Entries provided Start Marker

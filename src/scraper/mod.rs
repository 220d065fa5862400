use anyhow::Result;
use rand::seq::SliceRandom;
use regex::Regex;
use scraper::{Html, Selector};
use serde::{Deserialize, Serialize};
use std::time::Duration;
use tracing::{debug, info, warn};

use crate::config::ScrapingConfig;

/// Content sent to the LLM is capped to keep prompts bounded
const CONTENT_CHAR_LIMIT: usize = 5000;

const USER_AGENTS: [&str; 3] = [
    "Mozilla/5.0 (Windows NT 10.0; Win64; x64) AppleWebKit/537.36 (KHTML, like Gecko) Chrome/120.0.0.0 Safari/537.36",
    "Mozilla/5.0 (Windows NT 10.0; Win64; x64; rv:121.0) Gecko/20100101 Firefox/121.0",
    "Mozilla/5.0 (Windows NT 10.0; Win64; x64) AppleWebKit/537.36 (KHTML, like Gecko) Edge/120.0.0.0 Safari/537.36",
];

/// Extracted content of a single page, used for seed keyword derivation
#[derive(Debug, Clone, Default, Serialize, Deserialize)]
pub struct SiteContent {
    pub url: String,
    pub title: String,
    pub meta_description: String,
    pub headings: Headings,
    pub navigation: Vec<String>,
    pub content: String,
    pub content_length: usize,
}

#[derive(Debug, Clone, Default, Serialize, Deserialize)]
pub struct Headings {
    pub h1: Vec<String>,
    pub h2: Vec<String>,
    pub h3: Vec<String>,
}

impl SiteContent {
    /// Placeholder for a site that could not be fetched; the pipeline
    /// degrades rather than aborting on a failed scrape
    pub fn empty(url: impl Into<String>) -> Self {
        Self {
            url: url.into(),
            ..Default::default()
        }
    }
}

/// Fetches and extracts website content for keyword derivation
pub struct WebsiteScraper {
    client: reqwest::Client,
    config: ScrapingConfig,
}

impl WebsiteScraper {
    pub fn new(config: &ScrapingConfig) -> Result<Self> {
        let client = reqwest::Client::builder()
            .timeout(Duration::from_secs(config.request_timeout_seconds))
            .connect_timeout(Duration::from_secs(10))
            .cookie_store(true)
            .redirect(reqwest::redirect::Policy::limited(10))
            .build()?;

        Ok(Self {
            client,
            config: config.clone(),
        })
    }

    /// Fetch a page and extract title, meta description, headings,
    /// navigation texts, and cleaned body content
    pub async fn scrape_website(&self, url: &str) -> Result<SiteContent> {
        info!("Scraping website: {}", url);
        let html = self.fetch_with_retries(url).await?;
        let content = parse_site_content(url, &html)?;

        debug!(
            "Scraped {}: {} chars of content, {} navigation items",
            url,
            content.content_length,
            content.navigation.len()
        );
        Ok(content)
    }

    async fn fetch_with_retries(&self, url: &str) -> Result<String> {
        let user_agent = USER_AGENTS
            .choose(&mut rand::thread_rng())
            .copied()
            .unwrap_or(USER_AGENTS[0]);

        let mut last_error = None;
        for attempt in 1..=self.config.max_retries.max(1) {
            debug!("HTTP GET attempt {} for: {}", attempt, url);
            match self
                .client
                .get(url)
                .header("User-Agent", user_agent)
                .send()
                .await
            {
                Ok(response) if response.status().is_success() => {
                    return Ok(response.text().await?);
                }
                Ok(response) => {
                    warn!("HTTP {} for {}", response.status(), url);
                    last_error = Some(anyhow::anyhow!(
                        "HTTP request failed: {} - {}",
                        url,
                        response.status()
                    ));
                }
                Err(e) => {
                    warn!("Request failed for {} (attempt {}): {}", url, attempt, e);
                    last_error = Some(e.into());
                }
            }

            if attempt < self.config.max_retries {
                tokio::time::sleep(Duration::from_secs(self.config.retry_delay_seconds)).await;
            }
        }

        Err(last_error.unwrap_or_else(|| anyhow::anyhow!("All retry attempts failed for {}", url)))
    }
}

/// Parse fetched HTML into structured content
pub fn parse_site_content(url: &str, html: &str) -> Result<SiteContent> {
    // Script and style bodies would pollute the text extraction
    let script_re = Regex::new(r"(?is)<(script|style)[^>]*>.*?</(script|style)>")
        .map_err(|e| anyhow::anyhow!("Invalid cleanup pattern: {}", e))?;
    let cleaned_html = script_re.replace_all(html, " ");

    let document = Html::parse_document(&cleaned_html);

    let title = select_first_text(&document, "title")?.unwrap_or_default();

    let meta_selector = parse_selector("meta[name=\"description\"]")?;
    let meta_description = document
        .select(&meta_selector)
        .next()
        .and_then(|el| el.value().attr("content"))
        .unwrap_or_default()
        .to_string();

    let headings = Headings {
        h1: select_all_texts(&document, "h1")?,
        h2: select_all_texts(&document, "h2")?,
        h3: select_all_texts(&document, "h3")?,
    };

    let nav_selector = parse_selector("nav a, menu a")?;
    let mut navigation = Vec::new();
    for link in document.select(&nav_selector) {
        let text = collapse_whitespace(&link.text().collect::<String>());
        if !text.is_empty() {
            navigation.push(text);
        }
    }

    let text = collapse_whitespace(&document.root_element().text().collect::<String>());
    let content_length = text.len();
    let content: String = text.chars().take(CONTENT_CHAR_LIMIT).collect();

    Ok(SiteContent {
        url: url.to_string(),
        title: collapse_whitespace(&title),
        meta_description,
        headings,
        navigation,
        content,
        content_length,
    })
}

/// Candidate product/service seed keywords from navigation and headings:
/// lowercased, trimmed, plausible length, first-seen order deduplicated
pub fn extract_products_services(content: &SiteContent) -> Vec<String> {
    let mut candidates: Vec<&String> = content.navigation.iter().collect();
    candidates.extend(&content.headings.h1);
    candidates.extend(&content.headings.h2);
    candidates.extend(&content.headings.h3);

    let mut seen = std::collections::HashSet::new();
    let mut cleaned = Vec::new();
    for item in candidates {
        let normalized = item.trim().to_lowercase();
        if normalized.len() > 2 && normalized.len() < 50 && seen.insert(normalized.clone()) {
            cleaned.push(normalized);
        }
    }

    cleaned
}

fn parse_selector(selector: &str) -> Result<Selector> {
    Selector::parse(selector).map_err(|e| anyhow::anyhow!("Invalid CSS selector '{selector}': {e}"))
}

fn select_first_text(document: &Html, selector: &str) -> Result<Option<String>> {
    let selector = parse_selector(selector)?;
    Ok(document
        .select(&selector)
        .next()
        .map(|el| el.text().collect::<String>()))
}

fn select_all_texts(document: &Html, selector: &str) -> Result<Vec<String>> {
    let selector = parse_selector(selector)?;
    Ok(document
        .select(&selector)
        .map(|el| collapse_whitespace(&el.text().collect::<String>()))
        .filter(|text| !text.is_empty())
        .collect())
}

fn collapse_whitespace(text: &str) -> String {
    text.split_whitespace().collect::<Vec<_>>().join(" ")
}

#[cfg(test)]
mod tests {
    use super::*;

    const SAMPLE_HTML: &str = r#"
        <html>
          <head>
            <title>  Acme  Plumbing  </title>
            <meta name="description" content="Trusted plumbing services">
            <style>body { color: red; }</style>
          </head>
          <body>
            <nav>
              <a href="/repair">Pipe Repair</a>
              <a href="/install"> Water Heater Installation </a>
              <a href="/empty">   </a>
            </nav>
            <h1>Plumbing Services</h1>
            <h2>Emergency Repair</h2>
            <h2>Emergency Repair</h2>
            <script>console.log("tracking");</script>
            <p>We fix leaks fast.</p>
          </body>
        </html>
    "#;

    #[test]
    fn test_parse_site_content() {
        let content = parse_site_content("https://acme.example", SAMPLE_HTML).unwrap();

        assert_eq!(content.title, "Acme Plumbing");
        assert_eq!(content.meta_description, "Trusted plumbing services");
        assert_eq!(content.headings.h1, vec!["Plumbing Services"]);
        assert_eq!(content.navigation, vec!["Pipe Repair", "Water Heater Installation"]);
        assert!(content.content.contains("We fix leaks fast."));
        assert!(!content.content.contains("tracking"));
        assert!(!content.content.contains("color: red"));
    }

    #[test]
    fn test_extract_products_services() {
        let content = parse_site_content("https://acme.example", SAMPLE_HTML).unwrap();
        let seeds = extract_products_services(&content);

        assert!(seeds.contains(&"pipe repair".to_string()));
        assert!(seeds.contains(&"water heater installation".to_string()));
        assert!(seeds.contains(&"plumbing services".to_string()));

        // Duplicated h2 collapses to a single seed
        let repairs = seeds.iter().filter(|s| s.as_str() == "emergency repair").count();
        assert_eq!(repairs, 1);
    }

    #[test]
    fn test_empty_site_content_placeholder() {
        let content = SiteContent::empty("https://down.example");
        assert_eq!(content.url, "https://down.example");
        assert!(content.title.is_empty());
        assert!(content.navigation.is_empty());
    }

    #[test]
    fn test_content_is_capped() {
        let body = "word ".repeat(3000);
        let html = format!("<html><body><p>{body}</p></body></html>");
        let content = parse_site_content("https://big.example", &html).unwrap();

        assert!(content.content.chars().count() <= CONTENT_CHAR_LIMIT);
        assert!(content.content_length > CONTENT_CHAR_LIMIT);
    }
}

Entries provided End Marker
Entries provided Start Marker

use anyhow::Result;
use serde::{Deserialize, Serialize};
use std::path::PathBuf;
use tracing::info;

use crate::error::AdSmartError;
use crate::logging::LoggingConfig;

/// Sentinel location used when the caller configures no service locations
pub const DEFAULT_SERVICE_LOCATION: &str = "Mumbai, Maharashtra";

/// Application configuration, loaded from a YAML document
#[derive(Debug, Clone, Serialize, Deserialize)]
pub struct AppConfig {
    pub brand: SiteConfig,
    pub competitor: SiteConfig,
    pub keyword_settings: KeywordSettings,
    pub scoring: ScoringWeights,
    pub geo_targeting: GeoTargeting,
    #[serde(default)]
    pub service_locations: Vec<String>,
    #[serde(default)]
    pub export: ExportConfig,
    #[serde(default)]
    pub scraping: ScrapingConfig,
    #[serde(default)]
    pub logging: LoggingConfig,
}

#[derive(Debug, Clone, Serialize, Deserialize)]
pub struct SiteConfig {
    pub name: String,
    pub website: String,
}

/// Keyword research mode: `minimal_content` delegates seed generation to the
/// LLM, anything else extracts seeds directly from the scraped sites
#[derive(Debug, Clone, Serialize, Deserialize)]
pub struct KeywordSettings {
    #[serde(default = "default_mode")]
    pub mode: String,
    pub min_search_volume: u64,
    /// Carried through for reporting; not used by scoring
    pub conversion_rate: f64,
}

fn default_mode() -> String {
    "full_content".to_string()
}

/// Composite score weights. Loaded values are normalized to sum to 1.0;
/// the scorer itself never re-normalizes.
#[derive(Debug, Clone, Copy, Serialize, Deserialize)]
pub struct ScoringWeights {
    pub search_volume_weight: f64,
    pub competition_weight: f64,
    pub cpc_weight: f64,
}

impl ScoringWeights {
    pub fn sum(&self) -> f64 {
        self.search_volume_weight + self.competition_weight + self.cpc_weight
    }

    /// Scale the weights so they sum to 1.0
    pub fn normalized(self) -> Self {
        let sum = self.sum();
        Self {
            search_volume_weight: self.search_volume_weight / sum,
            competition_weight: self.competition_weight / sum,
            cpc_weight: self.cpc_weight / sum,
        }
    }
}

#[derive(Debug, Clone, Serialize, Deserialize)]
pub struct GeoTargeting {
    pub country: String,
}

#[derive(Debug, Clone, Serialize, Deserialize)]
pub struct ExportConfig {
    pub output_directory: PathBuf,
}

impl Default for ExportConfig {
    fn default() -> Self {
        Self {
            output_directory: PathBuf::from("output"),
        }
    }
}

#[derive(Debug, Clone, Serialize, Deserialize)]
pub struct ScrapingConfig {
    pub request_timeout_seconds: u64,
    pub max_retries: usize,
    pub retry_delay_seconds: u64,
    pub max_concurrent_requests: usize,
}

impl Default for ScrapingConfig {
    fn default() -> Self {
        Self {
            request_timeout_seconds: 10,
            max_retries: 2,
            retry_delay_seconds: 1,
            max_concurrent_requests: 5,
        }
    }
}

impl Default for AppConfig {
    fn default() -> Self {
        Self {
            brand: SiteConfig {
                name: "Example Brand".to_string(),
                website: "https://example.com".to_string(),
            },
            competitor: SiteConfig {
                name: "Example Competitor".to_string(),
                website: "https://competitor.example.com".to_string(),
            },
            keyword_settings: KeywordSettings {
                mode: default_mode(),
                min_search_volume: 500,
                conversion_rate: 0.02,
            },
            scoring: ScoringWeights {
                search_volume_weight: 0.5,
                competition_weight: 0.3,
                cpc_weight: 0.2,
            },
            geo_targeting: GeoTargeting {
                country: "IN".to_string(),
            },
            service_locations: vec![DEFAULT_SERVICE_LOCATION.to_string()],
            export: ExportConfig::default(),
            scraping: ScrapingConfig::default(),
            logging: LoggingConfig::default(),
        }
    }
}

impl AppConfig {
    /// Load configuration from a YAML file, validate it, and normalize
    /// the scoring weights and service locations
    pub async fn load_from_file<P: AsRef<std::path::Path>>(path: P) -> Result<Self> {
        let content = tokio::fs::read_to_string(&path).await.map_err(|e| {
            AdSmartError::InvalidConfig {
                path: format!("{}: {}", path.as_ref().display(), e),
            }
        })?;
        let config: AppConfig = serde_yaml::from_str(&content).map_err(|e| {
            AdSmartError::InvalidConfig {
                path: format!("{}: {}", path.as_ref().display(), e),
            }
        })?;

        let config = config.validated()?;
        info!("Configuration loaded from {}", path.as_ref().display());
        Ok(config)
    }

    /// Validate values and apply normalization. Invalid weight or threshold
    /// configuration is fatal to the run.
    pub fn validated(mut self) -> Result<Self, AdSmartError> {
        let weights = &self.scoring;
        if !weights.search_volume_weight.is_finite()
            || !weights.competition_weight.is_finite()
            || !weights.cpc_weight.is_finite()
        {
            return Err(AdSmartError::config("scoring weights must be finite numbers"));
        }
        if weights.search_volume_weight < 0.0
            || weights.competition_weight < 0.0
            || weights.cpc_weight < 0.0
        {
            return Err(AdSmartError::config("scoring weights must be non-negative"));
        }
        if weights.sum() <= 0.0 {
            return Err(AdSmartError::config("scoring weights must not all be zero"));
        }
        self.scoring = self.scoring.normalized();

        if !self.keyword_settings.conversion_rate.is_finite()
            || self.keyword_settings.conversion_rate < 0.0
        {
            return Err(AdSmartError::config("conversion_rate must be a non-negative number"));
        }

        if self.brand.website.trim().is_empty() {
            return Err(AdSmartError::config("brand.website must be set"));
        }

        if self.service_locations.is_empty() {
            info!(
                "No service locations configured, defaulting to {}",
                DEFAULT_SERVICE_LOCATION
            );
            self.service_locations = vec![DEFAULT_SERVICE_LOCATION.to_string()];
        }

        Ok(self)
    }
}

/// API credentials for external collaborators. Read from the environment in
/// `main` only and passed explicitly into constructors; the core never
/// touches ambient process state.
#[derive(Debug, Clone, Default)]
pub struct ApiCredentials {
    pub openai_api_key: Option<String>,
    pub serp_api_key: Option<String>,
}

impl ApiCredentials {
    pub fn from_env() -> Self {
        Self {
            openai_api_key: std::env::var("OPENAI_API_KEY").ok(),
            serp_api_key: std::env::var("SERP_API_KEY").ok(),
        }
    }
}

Entries provided End Marker
Entries provided Start Marker

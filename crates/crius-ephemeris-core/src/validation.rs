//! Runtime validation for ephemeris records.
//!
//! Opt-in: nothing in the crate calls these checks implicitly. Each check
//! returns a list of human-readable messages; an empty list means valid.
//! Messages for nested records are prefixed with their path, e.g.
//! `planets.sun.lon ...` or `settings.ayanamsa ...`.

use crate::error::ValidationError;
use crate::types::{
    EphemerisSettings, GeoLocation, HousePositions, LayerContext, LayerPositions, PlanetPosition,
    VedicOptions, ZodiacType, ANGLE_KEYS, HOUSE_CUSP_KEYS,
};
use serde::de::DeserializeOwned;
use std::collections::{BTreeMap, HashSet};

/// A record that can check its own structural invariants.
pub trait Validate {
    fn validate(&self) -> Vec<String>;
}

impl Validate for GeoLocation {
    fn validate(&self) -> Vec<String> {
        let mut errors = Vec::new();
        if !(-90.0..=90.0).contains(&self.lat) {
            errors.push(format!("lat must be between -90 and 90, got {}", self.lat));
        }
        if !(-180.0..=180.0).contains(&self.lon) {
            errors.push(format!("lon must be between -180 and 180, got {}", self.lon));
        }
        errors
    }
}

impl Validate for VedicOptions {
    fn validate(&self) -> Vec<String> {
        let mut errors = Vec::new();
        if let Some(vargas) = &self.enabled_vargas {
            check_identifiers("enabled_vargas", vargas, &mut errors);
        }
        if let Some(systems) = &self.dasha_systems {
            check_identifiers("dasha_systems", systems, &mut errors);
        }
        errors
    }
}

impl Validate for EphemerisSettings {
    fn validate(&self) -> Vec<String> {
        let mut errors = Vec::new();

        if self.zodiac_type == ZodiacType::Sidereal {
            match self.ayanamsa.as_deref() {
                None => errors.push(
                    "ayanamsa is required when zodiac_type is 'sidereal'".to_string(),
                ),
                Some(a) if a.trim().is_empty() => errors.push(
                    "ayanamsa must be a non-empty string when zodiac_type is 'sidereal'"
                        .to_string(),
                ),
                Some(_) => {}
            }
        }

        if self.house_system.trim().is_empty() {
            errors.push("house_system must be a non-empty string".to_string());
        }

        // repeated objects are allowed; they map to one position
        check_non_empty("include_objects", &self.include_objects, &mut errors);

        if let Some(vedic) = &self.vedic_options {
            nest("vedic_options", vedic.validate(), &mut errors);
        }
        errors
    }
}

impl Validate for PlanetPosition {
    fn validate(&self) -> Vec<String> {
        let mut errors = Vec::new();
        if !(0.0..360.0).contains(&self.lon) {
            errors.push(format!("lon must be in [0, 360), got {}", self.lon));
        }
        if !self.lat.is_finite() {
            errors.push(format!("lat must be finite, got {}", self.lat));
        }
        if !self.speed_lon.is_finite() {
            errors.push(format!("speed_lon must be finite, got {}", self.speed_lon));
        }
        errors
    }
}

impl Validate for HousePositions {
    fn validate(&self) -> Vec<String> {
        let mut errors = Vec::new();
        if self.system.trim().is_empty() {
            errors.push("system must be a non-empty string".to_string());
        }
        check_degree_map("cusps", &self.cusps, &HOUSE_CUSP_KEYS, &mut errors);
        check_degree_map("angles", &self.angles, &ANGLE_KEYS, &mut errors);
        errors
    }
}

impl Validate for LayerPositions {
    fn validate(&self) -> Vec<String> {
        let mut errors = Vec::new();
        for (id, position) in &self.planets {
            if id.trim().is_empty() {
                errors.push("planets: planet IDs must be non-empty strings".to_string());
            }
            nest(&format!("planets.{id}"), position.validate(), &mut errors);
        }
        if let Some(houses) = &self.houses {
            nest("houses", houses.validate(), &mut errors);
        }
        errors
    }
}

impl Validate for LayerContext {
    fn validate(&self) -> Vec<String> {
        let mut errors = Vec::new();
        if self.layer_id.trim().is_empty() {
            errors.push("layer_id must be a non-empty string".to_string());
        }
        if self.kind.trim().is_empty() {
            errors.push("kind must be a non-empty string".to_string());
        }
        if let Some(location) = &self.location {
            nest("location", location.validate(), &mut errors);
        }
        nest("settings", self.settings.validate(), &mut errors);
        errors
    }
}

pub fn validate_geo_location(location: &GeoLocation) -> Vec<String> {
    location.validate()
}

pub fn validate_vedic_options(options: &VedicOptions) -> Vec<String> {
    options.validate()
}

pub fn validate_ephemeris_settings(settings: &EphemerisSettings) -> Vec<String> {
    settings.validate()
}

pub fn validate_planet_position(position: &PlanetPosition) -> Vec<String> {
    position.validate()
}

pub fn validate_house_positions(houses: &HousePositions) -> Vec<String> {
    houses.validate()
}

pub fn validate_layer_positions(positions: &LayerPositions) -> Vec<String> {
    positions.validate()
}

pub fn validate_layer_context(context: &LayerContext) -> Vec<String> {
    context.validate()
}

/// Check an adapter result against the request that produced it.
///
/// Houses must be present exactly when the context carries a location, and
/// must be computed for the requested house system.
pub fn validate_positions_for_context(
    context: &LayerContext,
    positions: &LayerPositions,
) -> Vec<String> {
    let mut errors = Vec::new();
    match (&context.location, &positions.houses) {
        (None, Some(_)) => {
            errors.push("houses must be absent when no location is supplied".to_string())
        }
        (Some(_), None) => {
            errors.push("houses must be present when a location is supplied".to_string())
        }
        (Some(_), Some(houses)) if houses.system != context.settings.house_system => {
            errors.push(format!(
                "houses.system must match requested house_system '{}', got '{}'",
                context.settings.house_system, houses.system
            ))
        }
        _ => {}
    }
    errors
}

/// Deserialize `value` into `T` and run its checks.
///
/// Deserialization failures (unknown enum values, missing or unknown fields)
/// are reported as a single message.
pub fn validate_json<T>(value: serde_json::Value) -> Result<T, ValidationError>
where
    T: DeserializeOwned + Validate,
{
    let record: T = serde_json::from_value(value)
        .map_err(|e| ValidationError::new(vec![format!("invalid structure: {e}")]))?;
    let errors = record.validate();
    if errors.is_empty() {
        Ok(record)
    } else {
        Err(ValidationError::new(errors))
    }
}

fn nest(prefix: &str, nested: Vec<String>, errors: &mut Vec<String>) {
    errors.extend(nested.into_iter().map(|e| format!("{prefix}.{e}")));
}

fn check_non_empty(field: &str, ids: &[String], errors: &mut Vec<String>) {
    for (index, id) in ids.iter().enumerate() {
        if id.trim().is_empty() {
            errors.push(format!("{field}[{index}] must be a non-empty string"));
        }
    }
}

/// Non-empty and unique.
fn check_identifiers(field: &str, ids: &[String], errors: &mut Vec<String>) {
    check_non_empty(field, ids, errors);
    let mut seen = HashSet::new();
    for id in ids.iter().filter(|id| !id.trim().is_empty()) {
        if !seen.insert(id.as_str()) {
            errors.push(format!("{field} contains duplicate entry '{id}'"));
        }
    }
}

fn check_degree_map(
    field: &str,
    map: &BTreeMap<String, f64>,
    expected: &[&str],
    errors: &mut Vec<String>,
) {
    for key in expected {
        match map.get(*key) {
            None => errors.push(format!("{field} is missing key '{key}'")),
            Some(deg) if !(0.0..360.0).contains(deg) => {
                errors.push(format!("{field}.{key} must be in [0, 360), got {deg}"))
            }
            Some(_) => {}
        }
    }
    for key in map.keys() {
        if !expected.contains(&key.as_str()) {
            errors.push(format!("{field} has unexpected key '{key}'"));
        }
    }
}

Entries provided End Marker

§ **Exercise instructions**
From the records above, give again exactly the lines running from the line with "filename src/scraper/mod.rs" to the line with "const USER_AGENTS: [&str;", inclusive.

§ **Answer area**
filename src/scraper/mod.rs
repository 220d065fa5862400
use anyhow::Result;
use rand::seq::SliceRandom;
use regex::Regex;
use scraper::{Html, Selector};
use serde::{Deserialize, Serialize};
use std::time::Duration;
use tracing::{debug, info, warn};

use crate::config::ScrapingConfig;

/// Content sent to the LLM is capped to keep prompts bounded
const CONTENT_CHAR_LIMIT: usize = 5000;

const USER_AGENTS: [&str; 3] = [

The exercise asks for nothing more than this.